My friend told me that she realized she didn’t want to be married anymore when she was talking to her shrink. She had “fallen outta love” – whatever romantic “love” even means to most people in the first place is beyond me, I’m highly suspicious of their definition of it to begin with – with the guy a year before but wasn’t sure yet if it was real or what it meant. Her therapist asked her what scared her the most, what prevented her from ending it. She replied “being 65 and alone” (sounds like a dream to me, tbh). “Ok, let’s go there” her therapist replied.

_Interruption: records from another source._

//! Print queue optimizer configuration.

use super::ordering::{JobOrdering, OrderingRule};
use crate::error::{Error, Result};

/// Configuration for [`PrintQueueOptimizer`](super::PrintQueueOptimizer).
///
/// # Examples
///
/// ```
/// use u_cutqueue::queue::{OptimizerConfig, ShortestPrintTime};
///
/// let config = OptimizerConfig::default()
///     .with_tie_breaker(ShortestPrintTime)
///     .with_validate_jobs(true);
/// assert_eq!(config.ordering.rule_names(), vec!["Priority", "ShortestPrintTime"]);
/// assert!(config.validate().is_ok());
/// ```
#[derive(Debug, Clone)]
pub struct OptimizerConfig {
    /// Order in which jobs are offered to each batch.
    pub ordering: JobOrdering,

    /// Reject duplicate ids and non-finite or non-positive job fields
    /// before batching.
    pub validate_jobs: bool,
}

impl Default for OptimizerConfig {
    fn default() -> Self {
        Self {
            ordering: JobOrdering::by_priority(),
            validate_jobs: true,
        }
    }
}

impl OptimizerConfig {
    pub fn with_ordering(mut self, ordering: JobOrdering) -> Self {
        self.ordering = ordering;
        self
    }

    /// Appends a rule consulted when all earlier rules tie.
    pub fn with_tie_breaker<R: OrderingRule + 'static>(mut self, rule: R) -> Self {
        self.ordering = self.ordering.with_rule(rule);
        self
    }

    pub fn with_validate_jobs(mut self, validate: bool) -> Self {
        self.validate_jobs = validate;
        self
    }

    /// Validates the configuration.
    ///
    /// Only the ordering epsilon can be out of range. It affects float
    /// tie-breaker rules such as [`ShortestPrintTime`](super::ShortestPrintTime);
    /// priority is compared exactly and never uses it.
    pub fn validate(&self) -> Result<()> {
        let eps = self.ordering.epsilon();
        if !eps.is_finite() || eps < 0.0 {
            return Err(Error::InvalidConfig {
                reason: "ordering epsilon must be finite and non-negative",
            });
        }
        Ok(())
    }
}
//! Error type shared by the rod-cutting and print-queue kernels.

use thiserror::Error;

/// Errors returned by the validated entry points of this crate.
#[derive(Debug, Clone, PartialEq, Error)]
pub enum Error {
    #[error("invalid input: {reason}")]
    InvalidInput { reason: String },

    #[error("invalid config: {reason}")]
    InvalidConfig { reason: &'static str },

    #[error("duplicate job id: {id}")]
    DuplicateJobId { id: String },

    /// A batching pass placed no job at all.
    ///
    /// Carries the ids that were still waiting when the pass came up
    /// empty, i.e. every job that can never fit a batch under the
    /// given constraints.
    #[error("jobs cannot be placed in any batch: {}", .job_ids.join(", "))]
    UnplaceableJob { job_ids: Vec<String> },
}

impl Error {
    pub(crate) fn invalid_input(reason: impl Into<String>) -> Self {
        Self::InvalidInput {
            reason: reason.into(),
        }
    }
}

/// Convenience alias used throughout the crate.
pub type Result<T> = std::result::Result<T, Error>;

So my friend closed her eyes, she told me, and imagined herself at age 65, alone, and what it would be like. She immediately thought of herself sitting down outside, on the ground, surrounded by plants that she was interacting with, either observing them or planting them or collecting seeds or something, she didn’t really know, it was just a daydream. At that moment, however, she realized that in the image she had of herself at that age that she was not, in fact, alone. She was surrounded by the plants, and the plants had a spirit. They are alive and respiring and photosynthesizing and she could feel them. “You felt surrounded and embedded into the living world.” I told her. She started crying as she told me this. She looked at the peyotes in the ground and told me how the peyote, more than anything – perhaps because of all the spirit and love that native people put towards it – embodied this connection with the living world for her. The peyote had a spirit, she said, and it made her feel held and cared for, nurtured, loved. In return, she reciprocated that love to it, and to every other element of the living world that she interacted with.
That, to me, is a genuine love far more enduring and lasting than the love you might find in most marriages.